Kourtaki, Retsina of Attica review

… has a fair dose of bitterness and a lot of middle-body. A little like a jaded divorcee who’s let himself go to seed.

The yellow label of a bottle of Kourtaki RetsinaGo out and find your nearest coniferous forest. Sure, you probably have one somewhere on your estate, right? Send out the groundsman and tell him to pick a handful of spiny pine leaves.

Then stuff ’em in your gob and chew.

Now. I’ve never actually eaten the leaves of an evergreen tree. But if I did, I expect they’d taste a fair bit like this wine. Which isn’t really that surprising, I guess, given that it’s flavoured with pine resin.

… Which gives it a bitterness and a lot of middle-body. A little like a jaded divorcee who’s let himself go to seed. Compared to oak — a variety of tree we’re more accustomed to encountering in the alcoholic context — it’s much less soft, less opulent, less vanilla’d in the quality with which it endows the wine. There’s a frontloaded, chemical quality to it that must be something of an, um, acquired taste.
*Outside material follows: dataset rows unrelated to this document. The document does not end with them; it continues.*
/// Pull the token sections named by `crypto.token` out of the resolved
/// tree. A named section missing its certificate or key entry is a config
/// error; parse failures of the material itself surface later as token
/// load errors.
fn extract_tokens(root: &Value, crypto: &CryptoSection) -> Result<Vec<TokenSettings>> {
    let Some(token_names) = crypto.token.as_ref() else {
        return Ok(Vec::new());
    };

    let mut tokens = Vec::new();
    for name in token_names.names() {
        let section = root
            .get(&name)
            .and_then(Value::as_table)
            .ok_or_else(|| KeeperError::Config(format!("token section [{name}] is missing")))?;

        let certificate = section
            .get("certificate")
            .and_then(Value::as_str)
            .ok_or_else(|| {
                KeeperError::Config(format!("token section [{name}] has no certificate"))
            })?;
        let key = section
            .get("key")
            .and_then(Value::as_str)
            .ok_or_else(|| KeeperError::Config(format!("token section [{name}] has no key")))?;
        let passphrase = section
            .get("passphrase")
            .and_then(Value::as_str)
            .map(|s| SecretString::new(s.to_string()));

        tokens.push(TokenSettings {
            name: name.clone(),
            certificate: anchor(crypto.base_dir.as_deref(), certificate),
            key: anchor(crypto.base_dir.as_deref(), key),
            passphrase,
        });
    }
    Ok(tokens)
}

/// Relative certificate/key paths resolve against `crypto.base_dir`.
fn anchor(base_dir: Option<&Path>, path: &str) -> PathBuf {
    let path = PathBuf::from(path);
    match base_dir {
        Some(base) if path.is_relative() => base.join(path),
        _ => path,
    }
}

#[cfg(test)]
mod tests {
    use super::*;
    use std::io::Write;

    fn write_config(contents: &str) -> (tempfile::TempDir, PathBuf) {
        let dir = tempfile::tempdir().unwrap();
        let path = dir.path().join("vault.conf");
        let mut file = std::fs::File::create(&path).unwrap();
        file.write_all(contents.as_bytes()).unwrap();
        (dir, path)
    }

    const MINIMAL: &str = r#"
[server]
socket_file = "/run/skeepd/socket"

[storage]
dir = "/var/lib/skeepd"
"#;

    #[test]
    fn minimal_config_gets_defaults() {
        let (_dir, path) = write_config(MINIMAL);
        let config = Config::load(&path).unwrap();

        assert_eq!(config.namespace, "vault");
        assert_eq!(config.app.cache_strategy, CacheStrategy::Preload);
        assert_eq!(config.app.log, LogTarget::Console);
        assert_eq!(config.app.server.max_servers, 5);
        assert!(!config.app.access.read);
        assert!(!config.app.access.write);
        assert!(config.tokens.is_empty());
        assert_eq!(
            config.pid_file(),
            PathBuf::from("/run/skeepd/socket.pid")
        );
        assert_eq!(config.socket_mode().unwrap(), None);
    }

    #[test]
    fn references_resolve_transitively() {
        let (_dir, path) = write_config(
            r#"
namespace = "prod"
base = "/etc/skeepd"

[crypto]
base_dir = "$(base)"
token = "rsa1"

[rsa1]
certificate = "$(crypto.base_dir)/rsa1.crt"
key = "rsa1.key"

[server]
socket_file = "$(base)/socket"

[storage]
dir = "$(base)/storage"

[access]
read = true
"#,
        );
        let config = Config::load(&path).unwrap();
        assert_eq!(config.namespace, "prod");
        assert_eq!(
            config.app.server.socket_file,
            PathBuf::from("/etc/skeepd/socket")
        );
        assert_eq!(config.tokens.len(), 1);
        assert_eq!(
            config.tokens[0].certificate,
            PathBuf::from("/etc/skeepd/rsa1.crt")
        );
        // Relative key path anchors at crypto.base_dir.
        assert_eq!(
            config.tokens[0].key,
            PathBuf::from("/etc/skeepd/rsa1.key")
        );
        assert!(config.app.access.read);
        assert!(!config.app.access.write);
    }

    #[test]
    fn unresolved_reference_is_an_error() {
        let (_dir, path) = write_config(
            r#"
[server]
socket_file = "$(nowhere.at_all)/socket"

[storage]
dir = "/tmp"
"#,
        );
        assert!(matches!(
            Config::load(&path),
            Err(KeeperError::Config(_))
        ));
    }

    #[test]
    fn reference_cycle_is_an_error() {
        let (_dir, path) = write_config(
            r#"
a = "$(b)x"
b = "$(a)y"

[server]
socket_file = "/tmp/s"

[storage]
dir = "/tmp"
"#,
        );
        assert!(matches!(
            Config::load(&path),
            Err(KeeperError::Config(_))
        ));
    }

    #[test]
    fn dynamic_code_values_are_rejected() {
        let (_dir, path) = write_config(
            r#"
[server]
socket_file = "/tmp/s"
socket_mode = "sub { 0666 }"

[storage]
dir = "/tmp"
"#,
        );
        let err = Config::load(&path).unwrap_err();
        assert!(err.to_string().contains("dynamic code"));
    }

    #[test]
    fn octal_hooks_parse() {
        let (_dir, path) = write_config(
            r#"
[server]
socket_file = "/tmp/s"
socket_mode = "0660"

[storage]
dir = "/tmp"
umask = "0o077"
"#,
        );
        let config = Config::load(&path).unwrap();
        assert_eq!(config.socket_mode().unwrap(), Some(0o660));
        assert_eq!(config.storage_umask().unwrap(), Some(0o077));
    }

    #[test]
    fn bad_octal_is_a_config_error() {
        let (_dir, path) = write_config(
            r#"
[server]
socket_file = "/tmp/s"
socket_mode = "rwxrwx"

[storage]
dir = "/tmp"
"#,
        );
        let config = Config::load(&path).unwrap();
        assert!(config.socket_mode().is_err());
    }

    #[test]
    fn token_section_missing_key_is_a_config_error() {
        let (_dir, path) = write_config(
            r#"
[crypto]
token = ["rsa1"]

[rsa1]
certificate = "/etc/skeepd/rsa1.crt"

[server]
socket_file = "/tmp/s"

[storage]
dir = "/tmp"
"#,
        );
        let err = Config::load(&path).unwrap_err();
        assert!(err.to_string().contains("no key"));
    }

    #[test]
    fn token_list_and_single_string_both_work() {
        let base = r#"
[rsa1]
certificate = "/c1"
key = "/k1"

[rsa2]
certificate = "/c2"
key = "/k2"
passphrase = "hunter2"

[server]
socket_file = "/tmp/s"

[storage]
dir = "/tmp"
"#;
        let (_dir, path) = write_config(&format!("[crypto]\ntoken = \"rsa1\"\n{base}"));
        assert_eq!(Config::load(&path).unwrap().tokens.len(), 1);

        let (_dir2, path2) =
            write_config(&format!("[crypto]\ntoken = [\"rsa1\", \"rsa2\"]\n{base}"));
        let config = Config::load(&path2).unwrap();
        assert_eq!(config.tokens.len(), 2);
        assert!(config.tokens[1].passphrase.is_some());
    }

    #[test]
    fn dump_round_trips_through_toml() {
        let (_dir, path) = write_config(MINIMAL);
        let config = Config::load(&path).unwrap();
        let dumped: Value = toml::from_str(&config.dump()).unwrap();
        assert_eq!(
            dumped.get("server").and_then(|s| s.get("socket_file")),
            Some(&Value::String("/run/skeepd/socket".into()))
        );
    }
}
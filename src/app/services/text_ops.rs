use std::path::Path;

/// Extract filename from a file path
///
/// Returns the filename component of a path, or "Unknown" if it can't be extracted.
pub fn extract_filename(path: &str) -> String {
    Path::new(path)
        .file_name()
        .and_then(|n| n.to_str())
        .filter(|s| !s.is_empty() && *s != ".")
        .map(|s| s.to_string())
        .unwrap_or_else(|| "Unknown".to_string())
}

/// Lower-cased extension of a path, if it has one.
pub fn extension_of(path: &Path) -> Option<String> {
    path.extension()
        .and_then(|e| e.to_str())
        .filter(|e| !e.is_empty())
        .map(|e| e.to_lowercase())
}

/// Last path component of a URL, ignoring any query or fragment.
pub fn url_file_name(url: &str) -> String {
    let without_query = url.split(['?', '#']).next().unwrap_or(url);
    let trimmed = without_query.trim_end_matches('/');
    let name = trimmed.rsplit('/').next().unwrap_or(trimmed);
    if name.is_empty() || name.contains(':') {
        "Unknown".to_string()
    } else {
        name.to_string()
    }
}
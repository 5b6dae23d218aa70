//! Services layer - business operations and utilities.
//!
//! This module contains business logic and operations:
//! - Syntax style resolution
//! - Display name disambiguation
//! - External modification watching
//! - File and remote I/O
//! - Session persistence
//! - Text helpers

pub mod display_names;
pub mod file_io;
pub mod remote;
pub mod session;
pub mod syntax;
pub mod text_ops;
pub mod watcher;
use std::path::Path;

use super::MultiDocumentController;
use crate::app::services::session::{self, SessionData};

impl MultiDocumentController {
    /// Open local files in presentation order, plus which one is selected.
    pub fn session_snapshot(&self) -> SessionData {
        let files: Vec<_> = self
            .documents
            .iter()
            .filter(|d| d.is_local_file())
            .collect();
        let active_index = files
            .iter()
            .position(|d| Some(d.id) == self.current)
            .unwrap_or(0);
        SessionData {
            active_index,
            files: files.iter().map(|d| d.path().to_path_buf()).collect(),
        }
    }

    /// Persist the open files to `dir`, honoring the session-restore setting.
    pub fn save_session(&self, dir: &Path) -> bool {
        match session::save_session(dir, &self.session_snapshot(), self.settings.session_restore) {
            Ok(()) => true,
            Err(e) => {
                tracing::warn!("Failed to save session: {}", e);
                false
            }
        }
    }

    /// Reopen the files of a saved session. Files that no longer exist are
    /// skipped. Returns how many were opened.
    pub fn restore_session(&mut self, dir: &Path) -> usize {
        let Some(data) = session::load_session(dir, self.settings.session_restore) else {
            return 0;
        };

        let mut opened = 0;
        let mut active = None;
        for (i, path) in data.files.iter().enumerate() {
            if !path.is_file() {
                tracing::warn!("Session file no longer exists: {}", path.display());
                continue;
            }
            if self.open_file(&path.to_string_lossy(), None, true) {
                opened += 1;
                if i == data.active_index {
                    active = self.current;
                }
            }
        }
        if let Some(id) = active {
            self.set_current_document(id);
        }
        tracing::info!("Restored {} of {} session files", opened, data.files.len());
        opened
    }
}
use crate::app::domain::document::{Document, DocumentId};
use crate::app::domain::events::{DocumentEvent, ObserverId, Observers};
use crate::app::domain::settings::AppSettings;
use crate::app::infrastructure::collaborators::Collaborators;
use crate::app::infrastructure::error::AppError;
use crate::app::infrastructure::platform::file_system_is_case_sensitive;
use crate::app::presentation::{
    self, DocumentPresentation, Placement, SlotContent, ViewStyle, WindowArrangement,
};
use crate::app::services::display_names::{NameEntry, renumber};
use crate::app::services::file_io::TextFallbacks;
use crate::app::services::syntax::SyntaxStyleResolver;
use crate::app::services::watcher::{ModificationWatcher, WatchEntry};

pub const APP_NAME: &str = "DeskPad";

pub struct MultiDocumentController {
    documents: Vec<Document>,
    current: Option<DocumentId>,
    next_id: u64,
    presentation: Box<dyn DocumentPresentation>,
    resolver: SyntaxStyleResolver,
    settings: AppSettings,
    collaborators: Collaborators,
    observers: Observers,
    /// Snapshot of open local files read by the watcher thread.
    watch_list: Arc<RwLock<Vec<WatchEntry>>>,
    watcher: Option<ModificationWatcher>,
}
/// Whether file names on the host file system are case-sensitive.
///
/// Windows and macOS default volumes fold case; everything else is treated
/// as case-sensitive.
pub fn file_system_is_case_sensitive() -> bool {
    !cfg!(any(target_os = "windows", target_os = "macos"))
}

/// Whether a path refers to a remote (network) location rather than a local file.
pub fn is_remote_location(location: &str) -> bool {
    let lower = location.to_ascii_lowercase();
    lower.starts_with("http://") || lower.starts_with("https://")
}
use std::fmt;

use super::styles::DEFAULT_FILTERS;
use crate::app::infrastructure::error::{AppError, Result};

/// Returns true if `filters` only uses characters allowed in a filter string.
pub fn is_valid_filter_string(filters: &str) -> bool {
    filters
        .chars()
        .all(|c| c.is_ascii_alphanumeric() || matches!(c, ' ' | '*' | '?' | '.' | '-' | '_' | '$'))
}

/// Ordered mapping of style identifier to wildcard file name patterns.
///
/// Serialized form is a single comma-delimited string alternating style and
/// space-separated patterns: `text/c,*.c *.h,text/java,*.java`.
#[derive(Debug, Clone, PartialEq, Eq)]
pub struct SyntaxFilterSet {
    entries: Vec<(String, Vec<String>)>,
}

impl Default for SyntaxFilterSet {
    fn default() -> Self {
        let mut set = Self::empty();
        for (style, filters) in DEFAULT_FILTERS {
            set.entries.push((style.to_string(), split_patterns(filters)));
        }
        set
    }
}

impl SyntaxFilterSet {
    pub fn empty() -> Self {
        Self { entries: Vec::new() }
    }

    /// Parse the serialized form, rejecting it whole on any invalid entry.
    pub fn parse(serialized: &str) -> Result<Self> {
        let mut set = Self::empty();
        if serialized.trim().is_empty() {
            return Ok(set);
        }
        let tokens: Vec<&str> = serialized.split(',').collect();
        if tokens.len() % 2 != 0 {
            return Err(AppError::InvalidFilter(format!(
                "expected style/filter pairs, found {} fields",
                tokens.len()
            )));
        }
        for pair in tokens.chunks_exact(2) {
            set.set_filters(pair[0].trim(), pair[1])?;
        }
        Ok(set)
    }

    /// Replace the patterns for `style`, appending the style if it is new.
    pub fn set_filters(&mut self, style: &str, filters: &str) -> Result<()> {
        if style.is_empty() || style.contains(char::is_whitespace) {
            return Err(AppError::InvalidFilter(format!("bad style identifier {:?}", style)));
        }
        if !is_valid_filter_string(filters) {
            return Err(AppError::InvalidFilter(format!(
                "{:?} contains characters outside A-Za-z0-9 *?.-_$",
                filters
            )));
        }
        let patterns = split_patterns(filters);
        match self.entries.iter_mut().find(|(s, _)| s == style) {
            Some((_, existing)) => *existing = patterns,
            None => self.entries.push((style.to_string(), patterns)),
        }
        Ok(())
    }

    pub fn filters_for(&self, style: &str) -> Option<&[String]> {
        self.entries
            .iter()
            .find(|(s, _)| s == style)
            .map(|(_, patterns)| patterns.as_slice())
    }

    /// Space-joined patterns for `style`, as shown in an options editor.
    pub fn filter_string(&self, style: &str) -> String {
        self.filters_for(style).map(|p| p.join(" ")).unwrap_or_default()
    }

    pub fn iter(&self) -> impl Iterator<Item = (&str, &[String])> {
        self.entries.iter().map(|(s, p)| (s.as_str(), p.as_slice()))
    }

    pub fn len(&self) -> usize {
        self.entries.len()
    }

    pub fn is_empty(&self) -> bool {
        self.entries.is_empty()
    }

    pub fn restore_defaults(&mut self) {
        *self = Self::default();
    }
}

impl fmt::Display for SyntaxFilterSet {
    fn fmt(&self, f: &mut fmt::Formatter<'_>) -> fmt::Result {
        for (i, (style, patterns)) in self.entries.iter().enumerate() {
            if i > 0 {
                f.write_str(",")?;
            }
            write!(f, "{},{}", style, patterns.join(" "))?;
        }
        Ok(())
    }
}

fn split_patterns(filters: &str) -> Vec<String> {
    filters.split_whitespace().map(str::to_string).collect()
}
(Or, in the words of the excellent Quaffable’s Charles Saunders, ‘Domestos, that pine flavoured aroma designed to leave your palate fresh and clean’.)

Beyond this — well, it’s dry. There’s a little dab of lemony fruit in there, but, really, it’s all about the resin — and talking about any other characteristics of the wine feels a little perverse, given that this is manifestly its dominant property. I guess these things are more important if you’re writing a dedicated Retsina blog.

And (on the strength of this) I must confess to being rather glad I’m not.

Rating ★ 1 star (flawed)
Region Attica
Grape Savatiano
ABV 11.5%
Price £5.99 (I think) at Sainsbury’s — who’ve since, it seems, stopped selling it. But it’s at Tesco. If you really want it. For £5.49.

6 thoughts on “Kourtaki, Retsina of Attica review”

  1. Acquired taste? Think about Whiskey and beer. Anglo-Saxons can always surprise you by their total lack of self-reflection. What do you expect from people “civilized” by half-barbaric Normans. Sophisticated Greeks enjoyed their pine raisin flavored wines already at the times of Homer, when the forebears of the Anglo-Saxons were still jumping around in the trees of the Teutonic forests.

  2. Er — fair doos. I don’t like most beer, either, by the way. Probably down to my Anglo-Saxon lack of self-reflection. Or, perhaps, just THE FACT THAT I DON’T LIKE IT. Ought I to pretend to like it? Are you mad?

    It’s a wine blog, dear, not a forum for jingoistic comparison. My opinion on how the wine tastes, yuh? Not my opinion of whole European civilisations and the histories thereof.

    Though I realise those two things might sound similar.